### Assigned task
When the string "unit" is part of a line in the data below, report the whole line.
________________________
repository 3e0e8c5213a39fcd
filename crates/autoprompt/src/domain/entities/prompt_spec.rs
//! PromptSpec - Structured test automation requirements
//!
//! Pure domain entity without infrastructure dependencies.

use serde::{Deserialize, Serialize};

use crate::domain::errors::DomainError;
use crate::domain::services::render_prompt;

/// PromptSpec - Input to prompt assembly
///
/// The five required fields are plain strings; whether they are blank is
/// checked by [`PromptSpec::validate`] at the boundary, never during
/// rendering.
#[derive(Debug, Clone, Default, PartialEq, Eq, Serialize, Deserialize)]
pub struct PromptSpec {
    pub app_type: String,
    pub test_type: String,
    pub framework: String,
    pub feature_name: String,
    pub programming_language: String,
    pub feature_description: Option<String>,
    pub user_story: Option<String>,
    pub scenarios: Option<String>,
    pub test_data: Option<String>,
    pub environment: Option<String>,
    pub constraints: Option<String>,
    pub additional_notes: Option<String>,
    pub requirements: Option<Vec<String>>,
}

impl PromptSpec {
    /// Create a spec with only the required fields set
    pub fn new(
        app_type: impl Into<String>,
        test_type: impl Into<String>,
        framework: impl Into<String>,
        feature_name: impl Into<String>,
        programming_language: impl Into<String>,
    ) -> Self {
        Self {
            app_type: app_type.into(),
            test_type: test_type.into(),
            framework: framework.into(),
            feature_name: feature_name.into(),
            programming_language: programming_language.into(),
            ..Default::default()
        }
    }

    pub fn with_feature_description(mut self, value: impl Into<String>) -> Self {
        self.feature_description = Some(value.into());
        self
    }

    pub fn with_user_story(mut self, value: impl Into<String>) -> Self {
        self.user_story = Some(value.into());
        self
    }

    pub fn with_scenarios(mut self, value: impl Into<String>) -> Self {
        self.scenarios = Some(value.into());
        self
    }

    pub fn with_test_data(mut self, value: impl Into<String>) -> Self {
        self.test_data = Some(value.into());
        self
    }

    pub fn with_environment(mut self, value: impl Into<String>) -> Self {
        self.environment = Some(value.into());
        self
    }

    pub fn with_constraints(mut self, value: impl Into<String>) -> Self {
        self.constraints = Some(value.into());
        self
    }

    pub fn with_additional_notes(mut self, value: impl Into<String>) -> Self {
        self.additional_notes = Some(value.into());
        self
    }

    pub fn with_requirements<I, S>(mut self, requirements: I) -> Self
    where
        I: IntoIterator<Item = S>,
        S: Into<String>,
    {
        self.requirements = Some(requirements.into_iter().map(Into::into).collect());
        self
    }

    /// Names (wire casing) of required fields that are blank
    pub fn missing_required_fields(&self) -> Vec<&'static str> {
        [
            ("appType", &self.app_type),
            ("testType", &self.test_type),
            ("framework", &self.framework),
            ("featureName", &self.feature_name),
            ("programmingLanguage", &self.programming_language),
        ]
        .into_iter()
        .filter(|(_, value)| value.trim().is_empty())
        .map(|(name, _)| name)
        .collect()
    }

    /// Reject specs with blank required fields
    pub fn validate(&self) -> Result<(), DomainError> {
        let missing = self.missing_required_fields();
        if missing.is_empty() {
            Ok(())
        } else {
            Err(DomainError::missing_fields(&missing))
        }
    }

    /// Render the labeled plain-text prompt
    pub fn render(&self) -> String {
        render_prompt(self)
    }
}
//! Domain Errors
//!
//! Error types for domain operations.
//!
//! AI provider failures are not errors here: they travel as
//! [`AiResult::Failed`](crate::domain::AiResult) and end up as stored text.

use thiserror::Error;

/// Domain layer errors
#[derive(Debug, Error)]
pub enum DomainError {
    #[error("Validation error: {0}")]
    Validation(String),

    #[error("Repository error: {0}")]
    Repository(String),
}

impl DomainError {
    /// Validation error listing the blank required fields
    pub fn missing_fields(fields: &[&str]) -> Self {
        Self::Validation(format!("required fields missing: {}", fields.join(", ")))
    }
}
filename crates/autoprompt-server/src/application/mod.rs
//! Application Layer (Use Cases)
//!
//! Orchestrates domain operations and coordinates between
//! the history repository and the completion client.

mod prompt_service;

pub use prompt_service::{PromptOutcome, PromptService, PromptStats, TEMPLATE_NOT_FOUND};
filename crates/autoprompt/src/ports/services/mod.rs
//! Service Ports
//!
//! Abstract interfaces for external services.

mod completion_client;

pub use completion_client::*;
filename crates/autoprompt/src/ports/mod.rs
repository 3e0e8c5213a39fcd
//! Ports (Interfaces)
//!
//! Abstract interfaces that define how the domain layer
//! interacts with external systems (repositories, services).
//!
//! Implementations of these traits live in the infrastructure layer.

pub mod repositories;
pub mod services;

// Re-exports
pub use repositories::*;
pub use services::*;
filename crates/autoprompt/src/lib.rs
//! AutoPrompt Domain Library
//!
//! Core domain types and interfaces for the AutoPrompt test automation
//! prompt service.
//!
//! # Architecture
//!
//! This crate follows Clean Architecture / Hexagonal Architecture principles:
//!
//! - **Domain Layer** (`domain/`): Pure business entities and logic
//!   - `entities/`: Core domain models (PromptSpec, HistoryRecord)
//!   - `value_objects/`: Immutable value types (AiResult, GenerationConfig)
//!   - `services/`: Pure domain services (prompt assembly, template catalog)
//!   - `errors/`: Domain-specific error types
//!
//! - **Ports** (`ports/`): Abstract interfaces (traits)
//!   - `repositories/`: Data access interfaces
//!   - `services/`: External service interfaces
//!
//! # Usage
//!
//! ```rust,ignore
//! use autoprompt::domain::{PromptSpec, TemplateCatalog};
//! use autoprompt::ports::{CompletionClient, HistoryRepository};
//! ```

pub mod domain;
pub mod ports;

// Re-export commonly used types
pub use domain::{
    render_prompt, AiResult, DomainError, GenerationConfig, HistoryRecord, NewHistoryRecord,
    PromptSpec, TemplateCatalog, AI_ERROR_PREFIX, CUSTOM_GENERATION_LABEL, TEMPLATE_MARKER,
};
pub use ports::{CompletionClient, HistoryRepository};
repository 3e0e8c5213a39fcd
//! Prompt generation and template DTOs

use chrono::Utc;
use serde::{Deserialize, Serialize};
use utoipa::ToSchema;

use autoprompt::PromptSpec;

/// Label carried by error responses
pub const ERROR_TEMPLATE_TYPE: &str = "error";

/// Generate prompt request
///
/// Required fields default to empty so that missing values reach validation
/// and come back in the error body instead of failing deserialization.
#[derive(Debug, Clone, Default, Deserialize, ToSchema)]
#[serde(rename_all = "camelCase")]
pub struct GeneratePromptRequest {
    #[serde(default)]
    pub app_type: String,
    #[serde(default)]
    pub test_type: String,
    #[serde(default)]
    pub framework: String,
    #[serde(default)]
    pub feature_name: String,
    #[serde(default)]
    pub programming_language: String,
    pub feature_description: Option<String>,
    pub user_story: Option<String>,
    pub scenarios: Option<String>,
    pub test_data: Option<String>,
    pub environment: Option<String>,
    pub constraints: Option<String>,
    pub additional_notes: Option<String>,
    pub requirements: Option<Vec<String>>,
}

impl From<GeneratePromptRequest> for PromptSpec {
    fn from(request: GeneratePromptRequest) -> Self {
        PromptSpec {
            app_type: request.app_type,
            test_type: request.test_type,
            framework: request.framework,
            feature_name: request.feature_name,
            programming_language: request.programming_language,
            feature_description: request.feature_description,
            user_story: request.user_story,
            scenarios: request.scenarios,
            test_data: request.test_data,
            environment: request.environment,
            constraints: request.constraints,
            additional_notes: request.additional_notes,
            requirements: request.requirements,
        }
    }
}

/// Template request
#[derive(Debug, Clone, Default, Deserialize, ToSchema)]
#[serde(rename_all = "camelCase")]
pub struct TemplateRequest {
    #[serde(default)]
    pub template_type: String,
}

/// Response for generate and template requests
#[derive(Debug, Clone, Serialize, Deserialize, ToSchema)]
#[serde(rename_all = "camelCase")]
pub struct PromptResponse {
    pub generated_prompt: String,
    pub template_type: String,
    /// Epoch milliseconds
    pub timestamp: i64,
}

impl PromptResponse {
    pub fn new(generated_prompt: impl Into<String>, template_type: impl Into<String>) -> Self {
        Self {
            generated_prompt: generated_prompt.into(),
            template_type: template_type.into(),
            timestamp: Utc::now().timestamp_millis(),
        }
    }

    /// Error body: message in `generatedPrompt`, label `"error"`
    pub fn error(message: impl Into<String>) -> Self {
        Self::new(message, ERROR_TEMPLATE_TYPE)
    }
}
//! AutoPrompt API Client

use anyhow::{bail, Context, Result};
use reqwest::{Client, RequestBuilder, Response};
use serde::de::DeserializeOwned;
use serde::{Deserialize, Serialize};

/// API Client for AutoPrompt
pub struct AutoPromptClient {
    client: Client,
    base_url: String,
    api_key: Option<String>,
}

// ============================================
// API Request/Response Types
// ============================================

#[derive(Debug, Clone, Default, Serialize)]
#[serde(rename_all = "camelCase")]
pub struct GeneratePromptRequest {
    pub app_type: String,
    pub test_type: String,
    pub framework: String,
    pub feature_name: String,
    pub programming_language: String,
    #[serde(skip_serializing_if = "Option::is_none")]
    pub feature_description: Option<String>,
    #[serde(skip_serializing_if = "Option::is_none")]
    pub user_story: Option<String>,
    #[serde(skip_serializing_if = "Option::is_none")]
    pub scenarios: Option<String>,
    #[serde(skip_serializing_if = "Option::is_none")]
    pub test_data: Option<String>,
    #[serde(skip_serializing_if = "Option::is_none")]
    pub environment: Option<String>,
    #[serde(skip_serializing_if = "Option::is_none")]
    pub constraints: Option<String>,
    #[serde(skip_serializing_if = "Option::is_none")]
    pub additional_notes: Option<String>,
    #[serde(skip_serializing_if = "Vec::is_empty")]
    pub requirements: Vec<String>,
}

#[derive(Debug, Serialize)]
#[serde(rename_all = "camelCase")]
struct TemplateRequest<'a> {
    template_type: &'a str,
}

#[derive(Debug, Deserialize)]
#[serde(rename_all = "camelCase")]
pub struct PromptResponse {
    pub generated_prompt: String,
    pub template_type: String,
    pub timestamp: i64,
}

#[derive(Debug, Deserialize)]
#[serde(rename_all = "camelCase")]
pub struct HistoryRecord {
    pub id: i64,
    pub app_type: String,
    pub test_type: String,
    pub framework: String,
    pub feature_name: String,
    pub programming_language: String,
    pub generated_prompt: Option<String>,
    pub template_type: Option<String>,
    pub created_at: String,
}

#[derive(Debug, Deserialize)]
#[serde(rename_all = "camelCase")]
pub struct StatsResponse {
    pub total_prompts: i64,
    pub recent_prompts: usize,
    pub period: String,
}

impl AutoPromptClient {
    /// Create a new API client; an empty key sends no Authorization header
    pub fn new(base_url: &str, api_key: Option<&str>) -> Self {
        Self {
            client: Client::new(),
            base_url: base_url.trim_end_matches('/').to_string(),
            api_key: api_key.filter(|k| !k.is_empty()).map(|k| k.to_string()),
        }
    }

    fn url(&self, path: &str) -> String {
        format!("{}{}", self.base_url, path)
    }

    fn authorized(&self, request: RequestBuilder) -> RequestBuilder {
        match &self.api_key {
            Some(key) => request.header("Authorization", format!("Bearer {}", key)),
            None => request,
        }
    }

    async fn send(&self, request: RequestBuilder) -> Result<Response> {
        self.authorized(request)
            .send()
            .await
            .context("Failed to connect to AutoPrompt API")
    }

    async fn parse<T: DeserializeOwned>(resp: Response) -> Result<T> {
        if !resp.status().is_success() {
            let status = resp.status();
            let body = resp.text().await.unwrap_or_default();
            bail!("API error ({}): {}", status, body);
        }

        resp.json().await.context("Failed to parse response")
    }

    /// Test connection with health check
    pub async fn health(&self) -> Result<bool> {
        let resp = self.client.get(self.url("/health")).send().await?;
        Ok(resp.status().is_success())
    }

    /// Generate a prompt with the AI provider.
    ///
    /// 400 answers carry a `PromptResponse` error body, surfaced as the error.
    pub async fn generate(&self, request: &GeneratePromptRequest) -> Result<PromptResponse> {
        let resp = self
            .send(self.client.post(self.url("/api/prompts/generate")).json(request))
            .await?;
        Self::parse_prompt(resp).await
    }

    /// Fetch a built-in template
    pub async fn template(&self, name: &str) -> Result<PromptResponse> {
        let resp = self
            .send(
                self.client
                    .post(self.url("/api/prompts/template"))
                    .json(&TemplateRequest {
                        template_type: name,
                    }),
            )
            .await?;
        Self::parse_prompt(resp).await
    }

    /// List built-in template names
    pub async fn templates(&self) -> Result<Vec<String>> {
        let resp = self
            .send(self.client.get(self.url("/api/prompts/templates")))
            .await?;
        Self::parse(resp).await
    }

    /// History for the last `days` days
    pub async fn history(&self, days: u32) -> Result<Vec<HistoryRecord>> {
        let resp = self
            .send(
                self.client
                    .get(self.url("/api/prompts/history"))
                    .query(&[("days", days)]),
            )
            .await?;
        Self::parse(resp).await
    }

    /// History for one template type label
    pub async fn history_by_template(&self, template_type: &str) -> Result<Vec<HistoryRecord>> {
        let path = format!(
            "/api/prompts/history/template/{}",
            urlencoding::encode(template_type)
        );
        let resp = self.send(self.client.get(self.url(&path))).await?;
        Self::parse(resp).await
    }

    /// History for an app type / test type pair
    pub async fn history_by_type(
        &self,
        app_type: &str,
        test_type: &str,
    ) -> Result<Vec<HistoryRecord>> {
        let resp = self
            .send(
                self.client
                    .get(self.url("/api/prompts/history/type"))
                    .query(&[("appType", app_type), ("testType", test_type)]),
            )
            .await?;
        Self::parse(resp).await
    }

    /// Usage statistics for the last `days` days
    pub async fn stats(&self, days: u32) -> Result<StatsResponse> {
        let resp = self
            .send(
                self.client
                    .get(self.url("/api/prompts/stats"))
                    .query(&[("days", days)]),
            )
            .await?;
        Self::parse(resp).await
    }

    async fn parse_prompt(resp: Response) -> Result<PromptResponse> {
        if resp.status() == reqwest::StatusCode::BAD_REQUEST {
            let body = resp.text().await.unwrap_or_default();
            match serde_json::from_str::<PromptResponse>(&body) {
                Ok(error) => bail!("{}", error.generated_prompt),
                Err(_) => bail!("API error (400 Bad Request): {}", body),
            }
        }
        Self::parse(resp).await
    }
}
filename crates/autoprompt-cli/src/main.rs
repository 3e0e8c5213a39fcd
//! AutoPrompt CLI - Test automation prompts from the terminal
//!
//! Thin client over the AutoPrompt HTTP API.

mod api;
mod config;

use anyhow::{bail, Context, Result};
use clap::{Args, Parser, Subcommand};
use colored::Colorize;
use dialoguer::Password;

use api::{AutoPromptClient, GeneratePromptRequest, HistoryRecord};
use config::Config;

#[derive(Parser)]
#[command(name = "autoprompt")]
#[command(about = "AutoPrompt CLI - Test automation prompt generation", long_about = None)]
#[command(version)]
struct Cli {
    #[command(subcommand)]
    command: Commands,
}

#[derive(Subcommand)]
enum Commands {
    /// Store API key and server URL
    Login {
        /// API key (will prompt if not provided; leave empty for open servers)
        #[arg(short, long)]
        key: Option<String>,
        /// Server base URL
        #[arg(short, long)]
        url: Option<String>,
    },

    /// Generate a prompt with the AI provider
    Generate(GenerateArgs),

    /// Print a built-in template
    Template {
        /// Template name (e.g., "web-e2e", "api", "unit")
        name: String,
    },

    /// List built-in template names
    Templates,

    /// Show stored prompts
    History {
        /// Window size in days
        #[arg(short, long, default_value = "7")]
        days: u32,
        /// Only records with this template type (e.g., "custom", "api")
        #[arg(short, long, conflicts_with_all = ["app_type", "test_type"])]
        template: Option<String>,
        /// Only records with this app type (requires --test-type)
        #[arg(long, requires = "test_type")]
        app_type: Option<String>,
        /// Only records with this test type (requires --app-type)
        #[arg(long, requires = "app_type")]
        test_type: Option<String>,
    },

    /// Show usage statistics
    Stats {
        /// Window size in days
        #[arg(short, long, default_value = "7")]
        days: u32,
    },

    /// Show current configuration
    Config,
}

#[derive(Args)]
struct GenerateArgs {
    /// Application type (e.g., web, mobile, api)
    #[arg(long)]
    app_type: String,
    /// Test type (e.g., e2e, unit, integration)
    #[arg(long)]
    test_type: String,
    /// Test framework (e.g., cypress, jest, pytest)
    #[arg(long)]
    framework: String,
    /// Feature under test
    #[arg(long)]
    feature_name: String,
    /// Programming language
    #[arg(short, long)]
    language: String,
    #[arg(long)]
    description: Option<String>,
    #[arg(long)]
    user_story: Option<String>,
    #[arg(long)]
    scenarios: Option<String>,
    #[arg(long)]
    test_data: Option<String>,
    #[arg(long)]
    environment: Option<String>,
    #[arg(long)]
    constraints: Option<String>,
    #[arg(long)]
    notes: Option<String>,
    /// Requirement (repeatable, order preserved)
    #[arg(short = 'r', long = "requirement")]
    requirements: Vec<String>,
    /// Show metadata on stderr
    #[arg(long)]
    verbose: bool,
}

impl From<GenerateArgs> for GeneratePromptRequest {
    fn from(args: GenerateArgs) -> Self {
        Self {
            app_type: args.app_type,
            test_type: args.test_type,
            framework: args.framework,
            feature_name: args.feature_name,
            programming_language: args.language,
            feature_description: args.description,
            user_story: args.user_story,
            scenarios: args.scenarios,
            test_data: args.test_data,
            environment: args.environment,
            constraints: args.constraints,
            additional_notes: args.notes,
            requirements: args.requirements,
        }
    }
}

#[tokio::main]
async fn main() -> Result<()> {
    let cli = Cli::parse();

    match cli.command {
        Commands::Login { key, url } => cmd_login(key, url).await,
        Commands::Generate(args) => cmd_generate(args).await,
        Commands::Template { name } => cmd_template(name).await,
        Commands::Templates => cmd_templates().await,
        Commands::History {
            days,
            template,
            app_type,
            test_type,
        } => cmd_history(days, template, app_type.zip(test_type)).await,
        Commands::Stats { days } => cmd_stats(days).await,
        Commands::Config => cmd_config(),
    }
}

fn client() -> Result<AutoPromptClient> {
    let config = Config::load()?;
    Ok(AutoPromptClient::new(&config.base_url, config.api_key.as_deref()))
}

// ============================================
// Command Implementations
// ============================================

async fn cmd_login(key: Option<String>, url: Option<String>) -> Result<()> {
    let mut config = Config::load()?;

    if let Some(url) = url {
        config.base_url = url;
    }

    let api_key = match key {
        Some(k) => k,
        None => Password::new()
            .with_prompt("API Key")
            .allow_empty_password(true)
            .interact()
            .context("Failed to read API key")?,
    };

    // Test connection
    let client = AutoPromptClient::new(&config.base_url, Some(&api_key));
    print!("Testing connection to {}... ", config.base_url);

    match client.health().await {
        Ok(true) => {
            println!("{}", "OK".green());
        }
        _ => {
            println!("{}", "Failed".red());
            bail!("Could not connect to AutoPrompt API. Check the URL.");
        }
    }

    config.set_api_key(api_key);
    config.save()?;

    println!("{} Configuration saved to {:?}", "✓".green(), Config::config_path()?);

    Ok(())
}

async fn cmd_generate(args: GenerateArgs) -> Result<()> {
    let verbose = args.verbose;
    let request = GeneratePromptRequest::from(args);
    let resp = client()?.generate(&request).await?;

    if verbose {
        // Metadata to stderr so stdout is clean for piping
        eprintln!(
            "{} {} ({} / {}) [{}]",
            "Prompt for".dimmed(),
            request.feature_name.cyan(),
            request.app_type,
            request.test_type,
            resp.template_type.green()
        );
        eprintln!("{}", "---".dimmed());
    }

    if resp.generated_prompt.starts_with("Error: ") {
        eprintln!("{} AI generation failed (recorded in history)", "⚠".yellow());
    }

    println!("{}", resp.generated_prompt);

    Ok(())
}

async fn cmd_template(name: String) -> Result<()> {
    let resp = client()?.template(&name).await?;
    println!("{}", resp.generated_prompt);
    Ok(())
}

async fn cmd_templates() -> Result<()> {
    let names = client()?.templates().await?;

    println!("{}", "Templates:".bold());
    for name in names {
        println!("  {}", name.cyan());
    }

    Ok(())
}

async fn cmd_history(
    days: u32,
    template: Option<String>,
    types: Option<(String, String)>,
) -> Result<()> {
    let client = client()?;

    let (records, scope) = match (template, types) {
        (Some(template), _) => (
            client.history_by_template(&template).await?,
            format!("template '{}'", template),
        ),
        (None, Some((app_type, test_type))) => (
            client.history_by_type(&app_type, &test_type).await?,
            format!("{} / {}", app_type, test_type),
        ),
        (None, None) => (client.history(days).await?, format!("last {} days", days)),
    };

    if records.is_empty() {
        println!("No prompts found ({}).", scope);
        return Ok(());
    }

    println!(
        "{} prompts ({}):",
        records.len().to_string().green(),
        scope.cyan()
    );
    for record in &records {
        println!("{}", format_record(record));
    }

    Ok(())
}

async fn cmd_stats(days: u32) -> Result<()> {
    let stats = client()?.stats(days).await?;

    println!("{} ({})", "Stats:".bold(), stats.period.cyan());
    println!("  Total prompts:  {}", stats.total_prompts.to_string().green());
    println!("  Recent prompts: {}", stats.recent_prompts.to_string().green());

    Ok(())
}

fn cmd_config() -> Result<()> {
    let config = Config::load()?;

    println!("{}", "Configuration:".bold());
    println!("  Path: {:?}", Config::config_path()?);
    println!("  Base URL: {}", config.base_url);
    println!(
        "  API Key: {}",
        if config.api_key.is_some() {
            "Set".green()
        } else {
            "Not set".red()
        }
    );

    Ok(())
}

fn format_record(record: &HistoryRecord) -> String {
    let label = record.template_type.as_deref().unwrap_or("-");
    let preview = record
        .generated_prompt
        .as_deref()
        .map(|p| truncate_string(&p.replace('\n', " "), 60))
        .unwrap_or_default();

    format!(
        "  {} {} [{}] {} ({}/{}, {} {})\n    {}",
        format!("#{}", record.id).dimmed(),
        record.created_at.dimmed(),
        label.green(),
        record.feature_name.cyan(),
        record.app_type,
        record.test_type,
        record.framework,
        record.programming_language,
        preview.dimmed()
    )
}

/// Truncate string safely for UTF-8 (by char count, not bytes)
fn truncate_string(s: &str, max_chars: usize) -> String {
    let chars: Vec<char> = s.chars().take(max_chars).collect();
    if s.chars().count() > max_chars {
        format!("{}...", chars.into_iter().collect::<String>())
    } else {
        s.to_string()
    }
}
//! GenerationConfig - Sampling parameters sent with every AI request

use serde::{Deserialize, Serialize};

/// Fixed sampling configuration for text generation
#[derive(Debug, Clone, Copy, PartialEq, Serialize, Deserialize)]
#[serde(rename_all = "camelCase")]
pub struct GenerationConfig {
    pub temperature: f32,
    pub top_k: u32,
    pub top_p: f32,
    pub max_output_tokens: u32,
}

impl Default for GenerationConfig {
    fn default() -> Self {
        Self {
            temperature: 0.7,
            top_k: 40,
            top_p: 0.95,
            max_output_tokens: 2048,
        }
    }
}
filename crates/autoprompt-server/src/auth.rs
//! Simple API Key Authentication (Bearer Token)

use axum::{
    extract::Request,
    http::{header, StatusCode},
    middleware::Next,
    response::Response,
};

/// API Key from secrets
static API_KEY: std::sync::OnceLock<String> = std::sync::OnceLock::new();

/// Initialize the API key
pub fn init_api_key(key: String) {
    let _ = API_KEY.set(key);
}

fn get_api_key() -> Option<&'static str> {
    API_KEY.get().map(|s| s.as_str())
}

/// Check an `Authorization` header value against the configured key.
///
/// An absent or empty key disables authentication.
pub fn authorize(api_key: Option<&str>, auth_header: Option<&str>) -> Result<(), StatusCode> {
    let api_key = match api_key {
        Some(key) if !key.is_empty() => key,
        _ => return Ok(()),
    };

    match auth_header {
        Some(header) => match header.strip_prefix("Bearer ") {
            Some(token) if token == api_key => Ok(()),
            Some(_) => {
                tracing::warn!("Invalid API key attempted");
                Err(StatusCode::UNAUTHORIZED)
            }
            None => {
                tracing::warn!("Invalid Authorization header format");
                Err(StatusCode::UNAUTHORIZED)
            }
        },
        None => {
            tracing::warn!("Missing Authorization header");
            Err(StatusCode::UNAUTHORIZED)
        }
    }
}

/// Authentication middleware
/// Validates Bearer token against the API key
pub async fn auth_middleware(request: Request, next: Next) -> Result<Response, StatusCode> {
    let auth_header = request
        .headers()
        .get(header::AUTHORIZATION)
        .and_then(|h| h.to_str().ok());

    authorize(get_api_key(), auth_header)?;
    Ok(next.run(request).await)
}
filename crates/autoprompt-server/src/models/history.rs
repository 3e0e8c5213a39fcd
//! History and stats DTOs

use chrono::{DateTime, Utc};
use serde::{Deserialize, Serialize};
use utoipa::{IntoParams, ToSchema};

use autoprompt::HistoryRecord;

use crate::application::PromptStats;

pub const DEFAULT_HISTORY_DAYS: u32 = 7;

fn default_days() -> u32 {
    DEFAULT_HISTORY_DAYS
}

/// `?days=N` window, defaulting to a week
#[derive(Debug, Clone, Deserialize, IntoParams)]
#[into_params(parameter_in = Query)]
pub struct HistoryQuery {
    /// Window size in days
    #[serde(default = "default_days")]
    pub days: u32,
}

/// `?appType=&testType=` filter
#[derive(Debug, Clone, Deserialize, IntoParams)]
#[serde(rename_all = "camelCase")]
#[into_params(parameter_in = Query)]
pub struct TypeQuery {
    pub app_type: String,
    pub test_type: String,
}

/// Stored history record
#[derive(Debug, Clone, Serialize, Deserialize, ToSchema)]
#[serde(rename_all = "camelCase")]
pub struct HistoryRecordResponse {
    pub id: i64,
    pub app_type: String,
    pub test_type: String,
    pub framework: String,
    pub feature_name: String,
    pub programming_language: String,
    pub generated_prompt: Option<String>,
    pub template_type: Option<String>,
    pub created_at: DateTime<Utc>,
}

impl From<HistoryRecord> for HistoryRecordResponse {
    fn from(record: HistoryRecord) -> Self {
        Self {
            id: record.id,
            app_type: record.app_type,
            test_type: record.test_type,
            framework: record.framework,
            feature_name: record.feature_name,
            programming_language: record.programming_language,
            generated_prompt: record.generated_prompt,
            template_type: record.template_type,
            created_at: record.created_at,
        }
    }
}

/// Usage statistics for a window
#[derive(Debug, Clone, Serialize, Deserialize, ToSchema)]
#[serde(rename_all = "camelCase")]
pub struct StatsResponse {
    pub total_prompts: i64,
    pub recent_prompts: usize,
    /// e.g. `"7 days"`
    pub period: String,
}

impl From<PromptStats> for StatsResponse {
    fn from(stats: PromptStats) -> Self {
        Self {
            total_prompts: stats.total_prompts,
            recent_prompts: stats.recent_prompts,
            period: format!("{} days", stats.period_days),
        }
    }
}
________________________
### The completed task
        /// Template name (e.g., "web-e2e", "api", "unit")
    /// Test type (e.g., e2e, unit, integration)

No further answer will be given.